I have not participated in a Citizens League event before today. It was fun. I hope I get to do it again someday.

June 9th, 2008

A Blue Creek

6200 Baker Rd - Paint in creek 009.jpgThis is a photograph of a stream in Eden Prairie. It was taken two weeks ago. It is a real photograph. It is untouched by Photoshop or any other kind of Internet fakery.

It’s blue. More accurately, it’s Smurf-Blue. The reason it’s blue is that the foolish employees of a painting contractor working on a project near the intersection of Hwy 62 and Baker Road decided to flush extra paint and washed out painting equipment down what they thought was a sanitary sewer. It turned out to be a storm sewer, which led to this creek, which drains north into the Glen Lake area of Minnetonka.

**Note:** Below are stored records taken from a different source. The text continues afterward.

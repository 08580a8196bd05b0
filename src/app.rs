use crate::config::Config;
use crate::error::{AppError, AppResult};
use crate::events::network::{Event as NetworkEvent, Handler as NetworkEventHandler};
use crate::events::terminal::Handler as TerminalEventHandler;
use crate::favorites::Favorites;
use crate::logger::{BufferLogger, LogBuffer};
use crate::mealdb::MealDb;
use crate::nutrition::NutritionEstimator;
use crate::preferences::Preferences;
use crate::state::State;
use crate::store::{FileStore, SharedStore};
use anyhow::Result;
use crossterm::{
    execute,
    terminal::{disable_raw_mode, enable_raw_mode, EnterAlternateScreen, LeaveAlternateScreen},
};
use log::*;
use ratatui::{backend::CrosstermBackend, Terminal};
use std::io::{self, stdout, Stdout};
use std::sync::Arc;
use tokio::sync::Mutex;

pub type NetworkEventSender = std::sync::mpsc::Sender<NetworkEvent>;
type NetworkEventReceiver = std::sync::mpsc::Receiver<NetworkEvent>;

/// Oversees event processing, state management, and terminal output.
///
pub struct App {
    state: Arc<Mutex<State>>,
    config: Config,
}

impl App {
    /// Start a new application according to the given configuration. Returns
    /// the result of the application execution.
    ///
    pub async fn start(config: Config) -> Result<()> {
        let log_buffer = LogBuffer::default();
        BufferLogger::new(Arc::clone(&log_buffer), LevelFilter::Debug)
            .init()
            .map_err(|e| AppError::Logger(e.to_string()))?;

        info!("Starting application...");
        let store: SharedStore = Arc::new(FileStore::open(&config.store_dir)?);
        let favorites = Favorites::load(Arc::clone(&store));
        let preferences = Preferences::load(store);

        let (tx, rx) = std::sync::mpsc::channel::<NetworkEvent>();
        let app = App {
            state: Arc::new(Mutex::new(State::new(
                tx,
                favorites,
                preferences,
                log_buffer,
            ))),
            config,
        };
        app.start_network(rx);
        app.start_ui().await?;

        info!("Exiting application...");
        Ok(())
    }

    /// Start a separate thread for asynchronous state mutations. Every event
    /// is spawned as its own task so slow lookups never hold up later ones.
    ///
    fn start_network(&self, net_receiver: NetworkEventReceiver) {
        debug!("Creating new thread for asynchronous networking...");
        let cloned_state = Arc::clone(&self.state);
        let config = self.config.clone();
        std::thread::spawn(move || {
            let runtime = match tokio::runtime::Builder::new_multi_thread()
                .enable_all()
                .build()
            {
                Ok(runtime) => runtime,
                Err(e) => {
                    error!("Failed to build network runtime: {}", e);
                    return;
                }
            };
            runtime.block_on(async {
                let network_event_handler = NetworkEventHandler::new(
                    &cloned_state,
                    MealDb::new(&config.meal_db_url),
                    NutritionEstimator::new(
                        &config.nutrition_url,
                        &config.nutrition_app_id,
                        &config.nutrition_app_key,
                    ),
                );
                while let Ok(network_event) = net_receiver.recv() {
                    let handler = network_event_handler.clone();
                    tokio::spawn(async move { handler.handle(network_event).await });
                }
            })
        });
    }

    /// Begin the terminal event poll on a separate thread before starting the
    /// render loop on the main thread. Return the result following an exit
    /// request or unrecoverable error.
    ///
    async fn start_ui(&self) -> Result<()> {
        debug!("Starting user interface on main thread...");
        let mut terminal = setup_terminal()?;

        let terminal_event_handler = TerminalEventHandler::new();
        let result = async {
            loop {
                let mut state = self.state.lock().await;
                terminal.draw(|frame| crate::ui::render(frame, &state))?;
                if !terminal_event_handler.handle_next(&mut state)? {
                    debug!("Received application exit request.");
                    break;
                }
            }
            Ok::<(), anyhow::Error>(())
        }
        .await;

        restore_terminal(&mut terminal)?;
        result
    }
}

/// Switch the terminal into raw mode on the alternate screen.
///
fn setup_terminal() -> AppResult<Terminal<CrosstermBackend<Stdout>>> {
    let mut stdout = stdout();
    execute!(stdout, EnterAlternateScreen)?;
    enable_raw_mode()?;
    let mut terminal = Terminal::new(CrosstermBackend::new(stdout))?;
    terminal.hide_cursor()?;
    Ok(terminal)
}

/// Leave raw mode and the alternate screen.
///
fn restore_terminal(terminal: &mut Terminal<CrosstermBackend<Stdout>>) -> AppResult<()> {
    disable_raw_mode()?;
    let mut stdout = io::stdout();
    execute!(stdout, LeaveAlternateScreen)?;
    terminal.show_cursor()?;
    Ok(())
}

There were some poor decisions made in this matter. First off, the painting contractor’s employees should not have tried to dump their waste into our sewer system. It did not matter if they thought it was going into a sanitary sewer. That’s not allowed either. The second bad decision was to dump it and leave it.

We found it because some office workers in the area saw it and called our offices in City Hall. Our environmental protection employees followed-up on the calls. They contacted the Minnesota Pollution Control Agency and the Eden Prairie Police. The MPCA made sure that the mess got cleaned up and the Police made sure that the mess was properly documented, because somebody is going to get in some real trouble for this one.

June 4th, 2008

Automated External Defibrillator

AED.jpgThis is an Automatic External Defibrillator (AED). It is attached to the wall near the main reception desk of the building where I work, Eden Prairie City Center. I’ve been trained by the Eden Prairie Fire Department how to use the AED safely and effectively in case one of my coworkers or a guest to our building goes down with a sudden cardiac arrest - which is still the number one cause of death in the United States.

The City has been doing its part to encourage the owners of all public and private buildings in Eden Prairie to purchase AEDs. We’d like to eventually see the AED as commonly as we see fire extinguishers. That’s what the City’s Heart Safe Eden Prairie program is all about.

We started phase 1 of the Heart Safe Eden Prairie program in 2006 by raising over $60,000 from the community to purchase and install AEDs in the public buildings around the city. We are launching phase 2 of the program this week, which also happens to be National CPR and AED Awareness Week, in order to spread the reach of the program into private buildings where we all eat, shop and work.

The AED is easy to use. The Red Cross has comes out with a new campaign about AEDs called “Saving a Life is as Easy as A-E-D“. Check that link. There is a lot of helpful information on their website.

We believe the Heart Safe Eden Prairie program can have a positive impact on the health of the residents of our community. By placing more AED’s in the community, we are decreasing the proximity of an AED to people who may suffer a sudden cardiac arrest. We know that decreasing the time between an arrest and the implementation of the first shock from an AED is critical to survival. If the first shock is delivered within the first minute following an arrest, there is a 90% chance of survival. That survival percentage decreases 10% for every minute of delay of the first shock following the arrest.

So having as many AEDs around us in Eden Prairie is important. We saw another first hand example of that just a couple of weeks ago in a local retail store when an employee suffered a cardiac arrest in the store. His coworkers called 911. Our Police Officers rushed to the scene. One of our Assistant Fire Chiefs was close behind. Our Police and Fire vehicles all carry mobile AEDs. Our Police Officers shocked the person and restored his life. By the time the ambulance showed up, he was conscious and talking. That retailer placed an order to have AEDs installed in the store the next day.

At last night’s City Council meeting, the Council issued a proclamation declaring June to be Heart Safe Eden Prairie month. I hope you will never need one, but if you do we want their to be an AED near you in Eden Prairie.